When Google was first approached by the Wall Street Journal, it told the newspaper that the lyrics it displays are licensed by partners and not created by Google. But some of the lyrics (which are displayed in information boxes or cards called “Knowledge Panels” at the top of search results for songs) included Genius’ Morse code-based watermarking system. Genius said that over the past two years it repeatedly contacted Google about the issue. In one letter, sent in April, Genius told Google it was not only breaking the site’s terms of service, but also violating antitrust law—a serious allegation at a time when Google and other big tech companies are facing antitrust investigations by government regulators.
After the WSJ article was first published, Google released a statement that said it was investigating the problem and would stop working with lyric providers who are “not upholding good practices.”
In today’s blog post, Satyajeet Salgar, a group product manager at Google Search, wrote that the company pays “music publishers for the right to display lyrics, since they manage the rights to these lyrics on behalf of songwriters.” Because many music publishers license lyrics text from third-party lyric content providers, Google works with those companies.
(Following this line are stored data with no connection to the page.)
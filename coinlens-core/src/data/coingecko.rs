//! CoinGecko markets provider.
//!
//! Issues a single GET against the `coins/markets` endpoint and decodes the
//! body as a JSON array of objects. There is no retry: a non-success status is
//! reported and returned as [`FetchError::Status`].

use super::provider::{DataSource, FetchError, FetchResult, MarketDataProvider, MarketQuery, RawRecord};
use tracing::{debug, info, warn};

/// Public CoinGecko API root.
pub const DEFAULT_BASE_URL: &str = "https://api.coingecko.com/api/v3";

/// CoinGecko `coins/markets` provider.
pub struct CoinGeckoProvider {
    client: reqwest::blocking::Client,
    base_url: String,
}

impl CoinGeckoProvider {
    pub fn new(base_url: impl Into<String>) -> Result<Self, FetchError> {
        let client = reqwest::blocking::Client::builder()
            .user_agent(concat!("coinlens/", env!("CARGO_PKG_VERSION")))
            .build()
            .map_err(|e| FetchError::NetworkUnreachable(format!("failed to build HTTP client: {e}")))?;

        Ok(Self {
            client,
            base_url: base_url.into(),
        })
    }

    /// Provider pointed at the public API.
    pub fn public() -> Result<Self, FetchError> {
        Self::new(DEFAULT_BASE_URL)
    }

    fn markets_url(&self) -> String {
        format!("{}/coins/markets", self.base_url.trim_end_matches('/'))
    }
}

impl MarketDataProvider for CoinGeckoProvider {
    fn name(&self) -> &str {
        "coingecko"
    }

    fn fetch(&self, query: &MarketQuery) -> Result<FetchResult, FetchError> {
        let url = self.markets_url();
        debug!(%url, per_page = query.per_page, page = query.page, "requesting markets snapshot");

        let resp = self
            .client
            .get(&url)
            .query(&query.params())
            .send()
            .map_err(|e| FetchError::NetworkUnreachable(e.to_string()))?;

        let status = resp.status();
        if !status.is_success() {
            warn!(status = status.as_u16(), %url, "markets request failed");
            return Err(FetchError::Status {
                status: status.as_u16(),
            });
        }

        let records: Vec<RawRecord> = resp
            .json()
            .map_err(|e| FetchError::Decode(format!("expected a JSON array of objects: {e}")))?;

        info!(count = records.len(), "fetched market records");
        Ok(FetchResult {
            records,
            source: DataSource::CoinGecko,
        })
    }
}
“We do not crawl or scrape websites to source these lyrics. The lyrics you see in information boxes on Search come directly from lyrics content providers, and they are updated automatically as we receive new lyrics and corrections on a regular basis,” Salgar added.
These partners include LyricFind, which Google has had an agreement with since 2016. LyricFind’s chief executive told the WSJ that it does not source lyrics from Genius.
While Salgar’s post did not name any companies, he addressed the controversy by writing “news reports this week suggested that one of our lyrics content providers is in a dispute with a lyrics site about where their written lyrics come from. We’ve asked our partner to investigate the issue to ensure that they’re following industry best practices in their approach.”
In the future, Google will start including attribution to the company that provided the lyrics in its search results. “We will continue to take an approach that respects and compensates rights-holders, and ensures that music publishers and songwriters are paid for their work,” Salgar wrote.
Genius, which launched as Rap Genius in 2009, has been at loggerheads with Google before. In 2013, a SEO trick Rap Genius used to place itself higher in search results ran afoul of Google’s web spam team. Google retaliated by burying Rap Genius links under pages of other search results. The conflict was resolved after less than two weeks, but during that time Rap Genius’ traffic plummeted dramatically.